Debut Irish novelist Eimear McBride has won the Women’s Prize for Fiction only three months after failing to win another high-profile award.
The writer beat big names including American novelist Donna Tartt when she was announced as the winner at a ceremony in central London for her book A Girl Is A Half-Formed Thing.
She was born in Liverpool, but lived in Tubbercurry, Co Sligo, and in Co Mayo for much of her childhood.
The novel, which is the story of a young woman’s relationship with her brother and the long shadow cast by his childhood brain tumour, was written in just six months but was initially rejected by every publisher she sent it to.
Ms McBride put the novel away for a decade after it was rejected as too experimental before a small publisher in her hometown of Norwich published it last year.
It has been critically acclaimed but McBride lost out on The Folio Prize in March to American writer George Saunders.

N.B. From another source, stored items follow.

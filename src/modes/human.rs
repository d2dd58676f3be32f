use anyhow::{Context, Result};
use crossterm::{
    event::{Event, EventStream, KeyEventKind},
    execute,
    terminal::{EnterAlternateScreen, LeaveAlternateScreen, disable_raw_mode, enable_raw_mode},
};
use futures::StreamExt;
use ratatui::{Terminal, backend::CrosstermBackend};
use std::io::{Stderr, stderr};
use std::time::Duration;
use tokio::time::interval;
use tracing::info;

use crate::game::{GameConfig, Phase, Session};
use crate::input::{InputHandler, KeyAction};
use crate::metrics::GameMetrics;
use crate::render::{CuePlayer, RenderOptions, Renderer};

pub struct HumanMode {
    session: Session,
    metrics: GameMetrics,
    renderer: Renderer,
    input_handler: InputHandler,
    cues: CuePlayer<Stderr>,
    options: RenderOptions,
    tick_interval: Duration,
    should_quit: bool,
}

impl HumanMode {
    pub fn new(config: GameConfig, seed: u64) -> Result<Self> {
        config.validate().context("Invalid game configuration")?;
        let session =
            Session::new(config.world, seed).context("Failed to set up the game session")?;

        Ok(Self {
            session,
            metrics: GameMetrics::new(),
            renderer: Renderer::new(),
            input_handler: InputHandler::new(),
            cues: CuePlayer::new(stderr(), config.sound),
            options: RenderOptions {
                gradient: config.gradient,
                sound: config.sound,
            },
            tick_interval: Duration::from_millis(config.tick_interval_ms),
            should_quit: false,
        })
    }

    pub async fn run(&mut self) -> Result<()> {
        // Setup terminal
        enable_raw_mode().context("Failed to enable raw mode")?;
        let mut stderr = stderr();
        execute!(stderr, EnterAlternateScreen).context("Failed to enter alternate screen")?;
        let backend = CrosstermBackend::new(stderr);
        let mut terminal = Terminal::new(backend).context("Failed to create terminal")?;
        terminal.hide_cursor().context("Failed to hide cursor")?;
        terminal.clear().context("Failed to clear terminal")?;

        // Run game loop with cleanup
        let result = self.run_game_loop(&mut terminal).await;

        // Cleanup terminal
        self.cleanup_terminal(&mut terminal)?;

        info!(
            games = self.metrics.games_played,
            high_score = self.metrics.high_score,
            "leaving"
        );
        result
    }

    async fn run_game_loop(
        &mut self,
        terminal: &mut Terminal<CrosstermBackend<Stderr>>,
    ) -> Result<()> {
        let mut event_stream = EventStream::new();

        // One snake step per tick, 10 Hz by default
        let mut tick_timer = interval(self.tick_interval);

        // Render at 30 FPS (33ms per frame)
        let render_interval = Duration::from_millis(33);
        let mut render_timer = interval(render_interval);

        loop {
            tokio::select! {
                // Handle terminal events
                maybe_event = event_stream.next() => {
                    if let Some(Ok(event)) = maybe_event {
                        self.handle_event(event)?;
                    }
                }

                // Game logic tick
                _ = tick_timer.tick() => {
                    self.update_game()?;
                }

                // Render frame
                _ = render_timer.tick() => {
                    if self.session.phase() == Phase::Playing {
                        self.metrics.update();
                    }
                    terminal.draw(|frame| {
                        self.renderer.render(frame, &self.session, &self.metrics, &self.options);
                    }).context("Failed to draw frame")?;
                }

                // Handle Ctrl+C
                _ = tokio::signal::ctrl_c() => {
                    self.should_quit = true;
                }
            }

            if self.should_quit {
                break;
            }
        }

        Ok(())
    }

    fn handle_event(&mut self, event: Event) -> Result<()> {
        if let Event::Key(key) = event {
            // Only process key press events, not release
            if key.kind != KeyEventKind::Press {
                return Ok(());
            }

            let action = self.input_handler.handle_key_event(key);
            self.apply_action(action)?;
        }

        Ok(())
    }

    fn apply_action(&mut self, action: KeyAction) -> Result<()> {
        match action {
            KeyAction::Turn(direction) => {
                self.session.turn(direction);
            }
            KeyAction::Start => {
                if self.session.start()? {
                    self.metrics.on_game_start();
                }
            }
            KeyAction::Restart => {
                if self.session.restart()? {
                    self.metrics.on_game_start();
                }
            }
            KeyAction::Menu => {
                self.session.to_menu();
            }
            KeyAction::ToggleSound => {
                self.options.sound = !self.options.sound;
                self.cues.set_enabled(self.options.sound);
            }
            KeyAction::ToggleGradient => {
                self.options.gradient = !self.options.gradient;
            }
            KeyAction::Quit => {
                self.should_quit = true;
            }
            KeyAction::None => {}
        }

        Ok(())
    }

    fn update_game(&mut self) -> Result<()> {
        let Some(event) = self.session.tick() else {
            return Ok(());
        };

        self.metrics.on_tick(&event);
        self.cues
            .play_event(&event)
            .context("Failed to play sound cue")?;

        // Track game over
        if let Phase::GameOver { final_score, .. } = self.session.phase() {
            self.metrics.on_game_over(final_score);
            info!(
                final_score,
                foods = self.metrics.foods_eaten,
                bonuses = self.metrics.bonuses_eaten,
                time = %self.metrics.format_time(),
                "game finished"
            );
        }

        Ok(())
    }

    fn cleanup_terminal(
        &mut self,
        terminal: &mut Terminal<CrosstermBackend<Stderr>>,
    ) -> Result<()> {
        disable_raw_mode().context("Failed to disable raw mode")?;
        execute!(terminal.backend_mut(), LeaveAlternateScreen)
            .context("Failed to leave alternate screen")?;
        terminal.show_cursor().context("Failed to show cursor")?;
        Ok(())
    }
}

#[cfg(test)]
mod tests {
    use super::*;
    use crate::game::Direction;

    fn mode() -> HumanMode {
        let config = GameConfig {
            sound: false,
            ..Default::default()
        };
        HumanMode::new(config, 77).unwrap()
    }

    #[test]
    fn test_starts_on_menu() {
        let mode = mode();
        assert_eq!(mode.session.phase(), Phase::Menu);
        assert_eq!(mode.tick_interval, Duration::from_millis(100));
    }

    #[test]
    fn test_rejects_zero_tick_interval() {
        let config = GameConfig {
            tick_interval_ms: 0,
            ..Default::default()
        };
        assert!(HumanMode::new(config, 1).is_err());
    }

    #[test]
    fn test_start_and_turn() {
        let mut mode = mode();
        mode.apply_action(KeyAction::Start).unwrap();
        assert_eq!(mode.session.phase(), Phase::Playing);

        mode.apply_action(KeyAction::Turn(Direction::Up)).unwrap();
        mode.update_game().unwrap();
        let world = mode.session.world().unwrap();
        assert_eq!(world.heading(), Direction::Up);
    }

    #[test]
    fn test_game_over_updates_metrics_once() {
        let mut mode = mode();
        mode.apply_action(KeyAction::Start).unwrap();

        for _ in 0..100 {
            mode.update_game().unwrap();
        }

        assert!(matches!(mode.session.phase(), Phase::GameOver { .. }));
        assert_eq!(mode.metrics.games_played, 1);

        mode.apply_action(KeyAction::Restart).unwrap();
        assert_eq!(mode.session.phase(), Phase::Playing);
        assert_eq!(mode.metrics.foods_eaten, 0);
    }

    #[test]
    fn test_menu_and_quit() {
        let mut mode = mode();
        mode.apply_action(KeyAction::Start).unwrap();
        while mode.session.phase() == Phase::Playing {
            mode.update_game().unwrap();
        }

        mode.apply_action(KeyAction::Menu).unwrap();
        assert_eq!(mode.session.phase(), Phase::Menu);

        mode.apply_action(KeyAction::Quit).unwrap();
        assert!(mode.should_quit);
    }

    #[test]
    fn test_toggles() {
        let mut mode = mode();
        assert!(!mode.cues.is_enabled());

        mode.apply_action(KeyAction::ToggleSound).unwrap();
        assert!(mode.options.sound);
        assert!(mode.cues.is_enabled());

        mode.apply_action(KeyAction::ToggleGradient).unwrap();
        assert!(!mode.options.gradient);
    }
}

Helen Fraser, who chaired the judging panel, said: “An amazing and ambitious first novel that impressed the judges with its inventiveness and energy. This is an extraordinary new voice – this novel will move and astonish the reader.”
Ms McBride collected her prize at an awards ceremony at the Royal Festival Hall in London beating authors including a previous winner, Nigerian novelist Chimamanda Ngozi Adichie, who was nominated for Americanah.
Previous winners of the prize, formerly sponsored by communications company Orange, include Zadie Smith’s On Beauty and Lionel Shriver’s We Need to Talk About Kevin.